Un albero per ogni nato del 2018, è un obbligo di legge l’idea affatto originale partorita dal Comune di Sulmona il 25 ottobre, per reagire con forza alla negata deroga, del ministero, alla chiusura Punto nascita dell’ospedale di viale Mazzini.

Pini d’Aleppo abbattuti, appena una settimana fa, dall’amministrazione Casini

L’iniziativa amministrativa è una vera e propria ammissione di violazione di legge viste le difficoltà denunciate dal Comune a reperire fondi e spazi per mettere a dimora gli alberi, annunciata a palazzo San Francesco 2 giorni fa.

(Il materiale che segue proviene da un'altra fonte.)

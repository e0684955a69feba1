//! Validation of caller-supplied board snapshots.
//!
//! A snapshot arrives as untyped JSON. Nothing downstream sees it until
//! [`validate`] has checked its shape and contents and produced a typed
//! [`Snapshot`].

use crate::{Board, MAX_GRID_SIZE, MIN_GRID_SIZE, Mark, Square};
use serde::{Deserialize, Serialize};
use serde_json::Value;
use std::str::FromStr;
use tracing::{debug, instrument};

/// An unvalidated board snapshot as received from a caller.
///
/// Every field is kept as raw JSON and may be absent, so that wrong types
/// are reported by [`validate`] rather than by the deserializer.
#[derive(Debug, Clone, Default, PartialEq, Serialize, Deserialize)]
#[serde(rename_all = "camelCase")]
pub struct RawSnapshot {
    /// Rows of cells; expected to be an array of arrays of `null`, `"X"`, `"O"`.
    #[serde(default)]
    pub board: Value,
    /// Mark whose turn it is; expected to be `"X"` or `"O"`.
    #[serde(default)]
    pub current_player: Value,
    /// Declared side length of the board; expected to be an integer.
    #[serde(default)]
    pub grid_size: Value,
}

impl RawSnapshot {
    /// Builds a snapshot from already-typed parts.
    pub fn new(board: Value, current_player: &str, grid_size: i64) -> Self {
        Self {
            board,
            current_player: Value::from(current_player),
            grid_size: Value::from(grid_size),
        }
    }
}

/// A snapshot that passed validation.
#[derive(Debug, Clone, PartialEq, Eq)]
pub struct Snapshot {
    board: Board,
    active_mark: Mark,
}

impl Snapshot {
    /// The validated board.
    pub fn board(&self) -> &Board {
        &self.board
    }

    /// Mark whose turn it is.
    pub fn active_mark(&self) -> Mark {
        self.active_mark
    }

    /// Side length of the board.
    pub fn grid_size(&self) -> usize {
        self.board.size()
    }
}

/// Reason a snapshot was rejected. Each check has its own variant.
#[derive(Debug, Clone, PartialEq, Eq, derive_more::Display)]
pub enum ValidationError {
    /// Board is not an array.
    #[display("board must be a 2D array")]
    NotAnArray,

    /// Row count differs from the declared grid size.
    #[display("board must have exactly {} rows (found {})", expected, found)]
    RowCount {
        /// Declared grid size, as sent.
        expected: String,
        /// Rows present.
        found: usize,
    },

    /// A row is not an array.
    #[display("row at index {} must be an array", _0)]
    RowNotAnArray(usize),

    /// A row has the wrong number of cells.
    #[display("row at index {} must have exactly {} cells (found {})", row, expected, found)]
    RowLength {
        /// Row index.
        row: usize,
        /// Declared grid size.
        expected: usize,
        /// Cells present.
        found: usize,
    },

    /// Active mark is neither X nor O.
    #[display("currentPlayer must be either \"X\" or \"O\"")]
    ActiveMark,

    /// Grid size outside the supported range.
    #[display("gridSize must be between 3 and 10")]
    GridSize,

    /// A cell holds something other than null, X or O.
    #[display(
        "invalid cell value at position [{},{}]: {} (must be null, \"X\", or \"O\")",
        row,
        col,
        value
    )]
    Cell {
        /// Row index.
        row: usize,
        /// Column index.
        col: usize,
        /// The offending value, rendered as JSON.
        value: String,
    },
}

impl std::error::Error for ValidationError {}

/// Validates a raw snapshot.
///
/// Checks run in a fixed order and stop at the first failure: the board is
/// an array, it has `gridSize` rows, every row is an array of `gridSize`
/// cells, the active mark is X or O, `gridSize` is within 3..=10, and every
/// cell is `null`, `"X"` or `"O"`.
///
/// # Errors
///
/// Returns the [`ValidationError`] for the first failed check.
#[instrument(skip(raw), fields(grid_size = %raw.grid_size, current_player = %raw.current_player))]
pub fn validate(raw: &RawSnapshot) -> Result<Snapshot, ValidationError> {
    let rows = raw.board.as_array().ok_or(ValidationError::NotAnArray)?;

    let size = declared_size(&raw.grid_size)
        .filter(|size| *size == rows.len())
        .ok_or_else(|| {
            debug!(found = rows.len(), "Row count mismatch");
            ValidationError::RowCount {
                expected: render(&raw.grid_size),
                found: rows.len(),
            }
        })?;

    let mut cells = Vec::with_capacity(size);
    for (idx, row) in rows.iter().enumerate() {
        let row = row.as_array().ok_or(ValidationError::RowNotAnArray(idx))?;
        if row.len() != size {
            return Err(ValidationError::RowLength {
                row: idx,
                expected: size,
                found: row.len(),
            });
        }
        cells.push(row);
    }

    let active_mark = raw
        .current_player
        .as_str()
        .and_then(|s| Mark::from_str(s).ok())
        .ok_or(ValidationError::ActiveMark)?;

    if !(MIN_GRID_SIZE..=MAX_GRID_SIZE).contains(&size) {
        return Err(ValidationError::GridSize);
    }

    let mut squares = Vec::with_capacity(size);
    for (row_idx, row) in cells.into_iter().enumerate() {
        let parsed = row
            .iter()
            .enumerate()
            .map(|(col_idx, value)| parse_cell(value, row_idx, col_idx))
            .collect::<Result<Vec<_>, _>>()?;
        squares.push(parsed);
    }

    let board = Board::from_rows(squares).map_err(|_| ValidationError::GridSize)?;
    debug!(occupied = board.occupied_count(), "Snapshot validated");

    Ok(Snapshot { board, active_mark })
}

/// Declared grid size as a count. Integral floats such as `3.0` count.
fn declared_size(value: &Value) -> Option<usize> {
    if let Some(n) = value.as_u64() {
        return usize::try_from(n).ok();
    }
    value
        .as_f64()
        .filter(|f| f.fract() == 0.0 && *f >= 0.0 && *f <= f64::from(u32::MAX))
        .map(|f| f as usize)
}

/// Declared grid size for error text; strings are shown without quotes.
fn render(value: &Value) -> String {
    match value {
        Value::String(s) => s.clone(),
        other => other.to_string(),
    }
}

fn parse_cell(value: &Value, row: usize, col: usize) -> Result<Square, ValidationError> {
    match value {
        Value::Null => Ok(Square::Empty),
        Value::String(s) if s == "X" => Ok(Square::Occupied(Mark::X)),
        Value::String(s) if s == "O" => Ok(Square::Occupied(Mark::O)),
        other => Err(ValidationError::Cell {
            row,
            col,
            value: other.to_string(),
        }),
    }
}
//! Board coordinates and winning lines.

use serde::{Deserialize, Serialize};

/// A cell coordinate, zero-indexed from the top-left corner.
#[derive(Debug, Clone, Copy, PartialEq, Eq, Hash, PartialOrd, Ord, Serialize, Deserialize)]
pub struct Position {
    /// Row index, top to bottom.
    pub row: usize,
    /// Column index, left to right.
    pub col: usize,
}

impl Position {
    /// Creates a new position.
    pub const fn new(row: usize, col: usize) -> Self {
        Self { row, col }
    }

    /// Returns true if the position lies on a `size`x`size` board.
    pub fn in_bounds(self, size: usize) -> bool {
        self.row < size && self.col < size
    }

    /// Row-major index on a `size`x`size` board.
    pub(crate) fn index(self, size: usize) -> usize {
        self.row * size + self.col
    }
}

impl std::fmt::Display for Position {
    fn fmt(&self, f: &mut std::fmt::Formatter<'_>) -> std::fmt::Result {
        write!(f, "({},{})", self.row, self.col)
    }
}

/// The N positions forming a completed row, column, or diagonal.
///
/// Rows run left to right, columns top to bottom, and both diagonals by
/// increasing row.
#[derive(Debug, Clone, PartialEq, Eq, Serialize, Deserialize)]
#[serde(transparent)]
pub struct WinLine(Vec<Position>);

impl WinLine {
    pub(crate) fn new(positions: Vec<Position>) -> Self {
        Self(positions)
    }

    /// Positions in line order.
    pub fn positions(&self) -> &[Position] {
        &self.0
    }

    /// Number of positions in the line.
    pub fn len(&self) -> usize {
        self.0.len()
    }

    /// True for a line with no positions.
    pub fn is_empty(&self) -> bool {
        self.0.is_empty()
    }
}

impl From<WinLine> for Vec<Position> {
    fn from(line: WinLine) -> Self {
        line.0
    }
}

Sino ad ora, ammette il Comune, non si è provveduto a rispettare il dettato normativo fortemente voluto dai compianti presidenti Cossiga e Andreotti che dal 1992 (legge Rutelli), la bellezza di 26 anni fa, obbliga i Comuni a mettere a dimora un albero per ogni bambino nato.

Il testo legislativo è stato modificato nel 2013 con legge n. 10 istituendo la Giornata nazionale dell’albero e mantenendo l’obbligo di messa a dimora di un albero per ogni nato. La combattente sindaca Annamaria Casini ha servito su un piatto d’argento, ai vertici, un altro pretesto per declassare Sulmona che viaggia con quasi 30 anni di ritardo persino sul rispetto delle leggi.